Di questo fenomeno non si trova traccia, certo, nella grande stampa d'informazione internazionale "indipendente", tutta impegnata nella campagna filo-comunista e filo-moderata. Nel panorama spagnolo offerto a decine di milioni di lettori, hanno spazio solo la Junta Democratica e la Plataforma de Convergencia Democratica ed i loro balletti con il post-franchismo annacquato (per loro) della monarchia juan-carlista. In campo sindacale, i giornalisti "democratici" (ed i loro fiduciosi lettori) conoscono solo le ormai consunte Comisiones Obreras.

La controfigura sindacale del segretario comunista Santiago Carrillo , Marcelino Camacho, è stato lanciato come star, con una campagna giornalistica addirittura sfacciata. Ricordiamo, ad esempio, le quotidiane sviolinate del corrispondente da Madrid del Corriere della Sera, Paolo Bugialli, già noto per i suoi articoli reazionari sulla strage di Stato. Per quindici giorni a fila, il Camacho è stato protagonista privilegiato nelle cronache del dopo-Franco. Si parla d'indulto, allora forse ne beneficerà il "Di Vittorio spagnolo", l'indulto avrà dei limiti? Allora forse non ne beneficerà il "Di Vittorio spagnolo". Esce qualche prigioniero politico? È il "Di Vittorio spagnolo" (questo è vero, solo lui e pochi altri". C'è una dimostrazione davanti a Carabanchel? Si tratta del carcere in cui era detenuto il "Di Vittorio spagnolo". E così via. Lo stesso, più o meno, sugli altri giornali indipendenti in Italia e all'estero e perfino (ma c'è molto da stupirsi?) in Spagna.

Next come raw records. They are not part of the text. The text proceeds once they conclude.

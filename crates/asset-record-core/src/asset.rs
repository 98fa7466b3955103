//! Asset types — the record, its creation input, and field-level changes.

use chrono::{DateTime, NaiveDateTime, Utc};
use serde::{Deserialize, Serialize};
use strum::{AsRefStr, Display, EnumIter, EnumString};
use thiserror::Error;

use crate::datetime::{self, LooseDateTime, ensure_utc};

// ─── Asset ───────────────────────────────────────────────────────────────────

/// A tracked physical item.
///
/// Serialises to the persisted record shape: timestamps as ISO-8601 strings,
/// absent dates as `null`.
#[derive(Debug, Clone, PartialEq, Serialize)]
pub struct Asset {
  /// `asset_<hex>`; see [`crate::id`].
  pub id:             String,
  pub name:           String,
  pub brand:          String,
  pub category:       String,
  pub value:          f64,
  #[serde(serialize_with = "datetime::serialize_opt_utc")]
  pub purchase_at:    Option<DateTime<Utc>>,
  #[serde(serialize_with = "datetime::serialize_opt_utc")]
  pub warranty_until: Option<DateTime<Utc>>,
  pub manual_md:      String,
  pub maintenance_md: String,
  #[serde(serialize_with = "datetime::serialize_utc")]
  pub created_at:     DateTime<Utc>,
  #[serde(serialize_with = "datetime::serialize_utc")]
  pub updated_at:     DateTime<Utc>,
}

impl Asset {
  pub fn to_json(&self) -> crate::Result<serde_json::Value> {
    Ok(serde_json::to_value(self)?)
  }

  pub(crate) fn apply(&mut self, change: Change) {
    match change {
      Change::Name(name) => self.name = name,
      Change::Brand(brand) => self.brand = brand,
      Change::Category(category) => self.category = category,
      Change::Value(value) => self.value = value,
      Change::PurchaseAt(ts) => self.purchase_at = ts,
      Change::WarrantyUntil(ts) => self.warranty_until = ts,
      Change::ManualMd(text) => self.manual_md = text,
      Change::MaintenanceMd(text) => self.maintenance_md = text,
    }
  }
}

// ─── NewAsset ────────────────────────────────────────────────────────────────

/// Input to [`crate::AssetStore::create`]. `id`, `created_at` and
/// `updated_at` are always set by the store.
#[derive(Debug, Clone, Default)]
pub struct NewAsset {
  pub name:           String,
  pub brand:          String,
  pub category:       String,
  pub value:          f64,
  pub purchase_at:    Option<LooseDateTime>,
  pub warranty_until: Option<LooseDateTime>,
  pub manual_md:      String,
  pub maintenance_md: String,
}

impl NewAsset {
  /// Convenience constructor with every optional field at its default.
  pub fn new(name: impl Into<String>) -> Self {
    Self {
      name: name.into(),
      ..Self::default()
    }
  }
}

// ─── Fields ──────────────────────────────────────────────────────────────────

/// The mutable fields of an [`Asset`], addressed by their snake_case names.
#[derive(
  Debug,
  Clone,
  Copy,
  PartialEq,
  Eq,
  Hash,
  PartialOrd,
  Ord,
  Serialize,
  Deserialize,
  AsRefStr,
  Display,
  EnumIter,
  EnumString,
)]
#[serde(rename_all = "snake_case")]
#[strum(serialize_all = "snake_case")]
pub enum AssetField {
  Name,
  Brand,
  Category,
  Value,
  PurchaseAt,
  WarrantyUntil,
  ManualMd,
  MaintenanceMd,
}

/// The value kind each field accepts.
#[derive(Debug, Clone, Copy, PartialEq, Eq, Display)]
#[strum(serialize_all = "snake_case")]
pub enum FieldKind {
  Text,
  Number,
  /// A timestamp, or null to clear it.
  Timestamp,
}

impl AssetField {
  pub fn kind(self) -> FieldKind {
    match self {
      Self::Name
      | Self::Brand
      | Self::Category
      | Self::ManualMd
      | Self::MaintenanceMd => FieldKind::Text,
      Self::Value => FieldKind::Number,
      Self::PurchaseAt | Self::WarrantyUntil => FieldKind::Timestamp,
    }
  }
}

// ─── FieldValue ──────────────────────────────────────────────────────────────

/// A dynamically-typed value for a field update. Whether it fits the target
/// field is checked by [`Change::new`].
#[derive(Debug, Clone, PartialEq)]
pub enum FieldValue {
  Text(String),
  Number(f64),
  Timestamp(LooseDateTime),
  Null,
}

impl FieldValue {
  pub fn type_name(&self) -> &'static str {
    match self {
      Self::Text(_) => "text",
      Self::Number(_) => "number",
      Self::Timestamp(_) => "timestamp",
      Self::Null => "null",
    }
  }
}

impl From<&str> for FieldValue {
  fn from(value: &str) -> Self { Self::Text(value.to_owned()) }
}

impl From<String> for FieldValue {
  fn from(value: String) -> Self { Self::Text(value) }
}

impl From<f64> for FieldValue {
  fn from(value: f64) -> Self { Self::Number(value) }
}

impl From<i64> for FieldValue {
  fn from(value: i64) -> Self { Self::Number(value as f64) }
}

impl From<i32> for FieldValue {
  fn from(value: i32) -> Self { Self::Number(f64::from(value)) }
}

impl From<LooseDateTime> for FieldValue {
  fn from(value: LooseDateTime) -> Self { Self::Timestamp(value) }
}

impl From<DateTime<Utc>> for FieldValue {
  fn from(value: DateTime<Utc>) -> Self { Self::Timestamp(value.into()) }
}

impl From<NaiveDateTime> for FieldValue {
  fn from(value: NaiveDateTime) -> Self { Self::Timestamp(value.into()) }
}

impl<T: Into<FieldValue>> From<Option<T>> for FieldValue {
  fn from(value: Option<T>) -> Self { value.map_or(Self::Null, Into::into) }
}

// ─── Change ──────────────────────────────────────────────────────────────────

/// Why a [`FieldValue`] was refused for a field.
#[derive(Debug, Clone, PartialEq, Error)]
pub enum ChangeError {
  #[error("invalid type for field {field}: expected {expected}, got {got}")]
  TypeMismatch {
    field:    AssetField,
    expected: FieldKind,
    got:      &'static str,
  },

  #[error("asset name cannot be empty")]
  EmptyName,

  #[error("asset value must be a finite number")]
  NonFiniteValue,
}

/// A validated, typed update to one field. Datetimes are already UTC.
#[derive(Debug, Clone, PartialEq)]
pub enum Change {
  Name(String),
  Brand(String),
  Category(String),
  Value(f64),
  PurchaseAt(Option<DateTime<Utc>>),
  WarrantyUntil(Option<DateTime<Utc>>),
  ManualMd(String),
  MaintenanceMd(String),
}

impl Change {
  /// Check `value` against the expected kind for `field`.
  pub fn new(field: AssetField, value: FieldValue) -> Result<Self, ChangeError> {
    let change = match (field, value) {
      (AssetField::Name, FieldValue::Text(name)) => {
        let name = name.trim();
        if name.is_empty() {
          return Err(ChangeError::EmptyName);
        }
        Self::Name(name.to_owned())
      }
      (AssetField::Brand, FieldValue::Text(text)) => Self::Brand(text),
      (AssetField::Category, FieldValue::Text(text)) => Self::Category(text),
      (AssetField::ManualMd, FieldValue::Text(text)) => Self::ManualMd(text),
      (AssetField::MaintenanceMd, FieldValue::Text(text)) => {
        Self::MaintenanceMd(text)
      }
      (AssetField::Value, FieldValue::Number(n)) => {
        if !n.is_finite() {
          return Err(ChangeError::NonFiniteValue);
        }
        Self::Value(n)
      }
      (AssetField::PurchaseAt, FieldValue::Timestamp(ts)) => {
        Self::PurchaseAt(Some(ensure_utc(ts)))
      }
      (AssetField::PurchaseAt, FieldValue::Null) => Self::PurchaseAt(None),
      (AssetField::WarrantyUntil, FieldValue::Timestamp(ts)) => {
        Self::WarrantyUntil(Some(ensure_utc(ts)))
      }
      (AssetField::WarrantyUntil, FieldValue::Null) => Self::WarrantyUntil(None),
      (field, value) => {
        return Err(ChangeError::TypeMismatch {
          field,
          expected: field.kind(),
          got: value.type_name(),
        });
      }
    };
    Ok(change)
  }

  pub fn field(&self) -> AssetField {
    match self {
      Self::Name(_) => AssetField::Name,
      Self::Brand(_) => AssetField::Brand,
      Self::Category(_) => AssetField::Category,
      Self::Value(_) => AssetField::Value,
      Self::PurchaseAt(_) => AssetField::PurchaseAt,
      Self::WarrantyUntil(_) => AssetField::WarrantyUntil,
      Self::ManualMd(_) => AssetField::ManualMd,
      Self::MaintenanceMd(_) => AssetField::MaintenanceMd,
    }
  }
}

#[cfg(test)]
mod tests {
  use std::str::FromStr;

  use strum::IntoEnumIterator;

  use super::*;

  #[test]
  fn field_names_round_trip_through_strings() {
    for field in AssetField::iter() {
      assert_eq!(AssetField::from_str(field.as_ref()).unwrap(), field);
    }
    assert_eq!(AssetField::ManualMd.as_ref(), "manual_md");
    assert_eq!(AssetField::WarrantyUntil.to_string(), "warranty_until");
    assert!(AssetField::from_str("not_a_field").is_err());
  }

  #[test]
  fn text_field_rejects_number() {
    let err = Change::new(AssetField::Brand, FieldValue::Number(3.0)).unwrap_err();
    assert_eq!(
      err,
      ChangeError::TypeMismatch {
        field:    AssetField::Brand,
        expected: FieldKind::Text,
        got:      "number",
      }
    );
  }

  #[test]
  fn number_field_rejects_text_and_nan() {
    assert!(Change::new(AssetField::Value, "not-a-number".into()).is_err());
    assert_eq!(
      Change::new(AssetField::Value, f64::NAN.into()).unwrap_err(),
      ChangeError::NonFiniteValue
    );
    assert_eq!(
      Change::new(AssetField::Value, 12_i32.into()).unwrap(),
      Change::Value(12.0)
    );
  }

  #[test]
  fn timestamp_field_accepts_null_and_normalizes() {
    assert_eq!(
      Change::new(AssetField::PurchaseAt, FieldValue::Null).unwrap(),
      Change::PurchaseAt(None)
    );
    let naive = NaiveDateTime::parse_from_str("2024-01-15 10:00:00", "%Y-%m-%d %H:%M:%S")
      .unwrap();
    let change = Change::new(AssetField::WarrantyUntil, naive.into()).unwrap();
    assert_eq!(change, Change::WarrantyUntil(Some(naive.and_utc())));
    assert!(Change::new(AssetField::WarrantyUntil, "2024-01-15".into()).is_err());
  }

  #[test]
  fn name_is_trimmed_and_must_not_be_blank() {
    assert_eq!(
      Change::new(AssetField::Name, "  Drill ".into()).unwrap(),
      Change::Name("Drill".into())
    );
    assert_eq!(
      Change::new(AssetField::Name, "   ".into()).unwrap_err(),
      ChangeError::EmptyName
    );
    assert!(Change::new(AssetField::Name, FieldValue::Null).is_err());
  }
}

Il grande sforzo propagandistico del P.C.E. (finanziato non certo dalle poche migliaia di suoi militanti dell'Interior), che solo a Parigi stipendia 10 addetti alle pubbliche relazioni sotto l'etichetta della Junta Democratica, che ha trovato pronta e benevola accoglienza non solo nei suoi simpatizzanti (tanti in tanti organi di stampa) ma anche in tutti coloro che hanno interesse a che il mutamento in Spagna avvenga nel modo più "ordinato" possibile, senza che si apra alcuno spazio di agibilità all'opposizione radicale e rivoluzionaria. Tutti coloro cioè che appoggiano quel supercompromesso spagnolo che va dalla destra "civilizada" all'ex-stalinista-ora-democraticissimo Carrillo. Per i vari Bugialli, dunque, non esiste, non può e non deve esistere qualcosa come l'anarco-sindacalismo. Ciò nonostante esso non solo esiste, ma verosimilmente esisterà sempre di più.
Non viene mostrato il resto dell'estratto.